A herd of cattle in central Texas has mysteriously died after eating genetically modified grass, CBS News reported this past weekend.  

Preliminary tests have revealed that the grass began spontaneously producing cyanide gas, killing 15 of the 18 head of cattle owned by Jerry Abel of Elgin.

“When our trainer first heard the bellowing, he thought our pregnant heifer may be having a calf or something,” Abel told CBS. “But when he got down here, virtually all of the steers and heifers were on the ground. Some were already dead, and the others were already in convulsions.”

It’s unclear why the grass, which is called Tifton 85, and which Abel says has been on his farm for years, suddenly began producing the poison gas. Dr. Gary Warner, the Elgin veterinarian and cattle specialist who performed the 15 cattle necropsies, suggested that Texas’s current drought might have interacted badly with the grass.

“Coming off the drought that we had the last two years … we’re concerned it was a combination of events that led us to this,” Warner said. Other farmers in the area have tested their own Tifton 85 grass, and have also found that it also had begun giving off cyanide.

But while scientists from the U.S. Department of Agriculture perform further tests on the grass, a debate has been brewing over whether the grass’s “genetically modified” label given by CBS news is actually correct.

While CBS initially called Tifton 85 a “genetically-modified form of Bermuda,” dissenting voices have challenged the report’s accuracy in its use of the “GMO” label.

“Tifton 85 is a hybrid between an African Bermuda grass and Tifton 68, a different hybrid produced in Tifton, Georgia,” wrote Linda Gentile of Examiner.com last Saturday, quoting the Texas A&M AgriLife Extension service. “Hybridization has been practiced by farmers as long as plants have been grown, and is not the same as GMO all.” 

Dr.
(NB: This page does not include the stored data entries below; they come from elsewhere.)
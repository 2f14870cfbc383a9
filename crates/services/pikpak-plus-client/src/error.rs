use reqwest::StatusCode;
use serde::{Deserialize, Serialize};
use thiserror::Error;

/// Errors that can occur when using the PikPak-Plus client helpers
#[derive(Debug, Error)]
pub enum PikPakError {
    /// HTTP transport error
    #[error("HTTP error: {0}")]
    Reqwest(#[from] reqwest::Error),

    /// Non-2xx response returned by the backend
    #[error("API error: {0:?}")]
    Api(ApiErrorObject),

    /// Configuration or request-shape error
    #[error("Invalid configuration: {0}")]
    Config(String),

    /// Serialization/deserialization error
    #[error("Serialization error: {0}")]
    Serde(String),

    /// Persistent store or cookie jar failure
    #[error("Storage error: {0}")]
    Storage(String),
}

/// Error payload captured from a failed backend response
#[derive(Debug, Clone, Serialize, Deserialize)]
pub struct ApiErrorObject {
    /// HTTP status code
    #[serde(default)]
    pub status_code: Option<u16>,
    /// Human-readable error message
    #[serde(default, alias = "detail", alias = "error_description")]
    pub message: String,
    /// Error type string
    #[serde(default)]
    pub error: Option<String>,
}

impl ApiErrorObject {
    /// Returns the HTTP status code as a [`StatusCode`], if it was recorded
    #[must_use]
    pub fn status(&self) -> Option<StatusCode> {
        self.status_code
            .and_then(|code| StatusCode::from_u16(code).ok())
    }
}

impl From<std::io::Error> for PikPakError {
    fn from(e: std::io::Error) -> Self {
        Self::Storage(e.to_string())
    }
}

impl<E: std::fmt::Display> From<atomicwrites::Error<E>> for PikPakError {
    fn from(e: atomicwrites::Error<E>) -> Self {
        Self::Storage(e.to_string())
    }
}

/// Maps a serde deserialization error to a `PikPakError` with context
#[must_use]
pub fn map_deser(e: &serde_json::Error, body: &[u8]) -> PikPakError {
    let snippet = String::from_utf8_lossy(&body[..body.len().min(400)]).to_string();
    PikPakError::Serde(format!("{e}: {snippet}"))
}

/// Deserializes an API error from the response body
///
/// Attempts to parse the error as JSON, falling back to plain text on failure.
#[must_use]
pub fn deserialize_api_error(status: StatusCode, body: &[u8]) -> PikPakError {
    let status_code = Some(status.as_u16());

    if let Ok(mut obj) = serde_json::from_slice::<ApiErrorObject>(body) {
        obj.status_code = status_code;
        if obj.message.is_empty() {
            obj.message = status
                .canonical_reason()
                .unwrap_or_default()
                .to_string();
        }
        return PikPakError::Api(obj);
    }

    // Proxies return HTML/plain text on 5xx; cap body to avoid log/memory bloat
    PikPakError::Api(ApiErrorObject {
        status_code,
        message: String::from_utf8_lossy(&body[..body.len().min(400)]).into_owned(),
        error: Some(format!("http_{}", status.as_u16())),
    })
}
Larry Redmon, a Texas state forage specialist with Texas A&M, confirmed via blog post that Tifton is indeed a hybrid, not a genetically modified organism, that it has been used by farmers since 1972 without incident, and that the combination of the current drought and the cattle’s stressed state may have contributed to their deaths. Redmon also offers tips to help ranchers using Tifton 85 to feed their livestock safely.

The original blog post on the Texas A&M Agrilife Extension project blog, has since been taken down, though it has been reposted by others.

Several other bloggers and commenters have chimed in their defenses of Tifton 85, and condemned the use of the term “genetically modified” in the story.

“A hybrid is a plant made from cross pollination,” wrote one CBS News user, jlf799. “Cross pollination happens without human intervention every day… I encourage you to learn more about where your food comes from. Visit a farm!”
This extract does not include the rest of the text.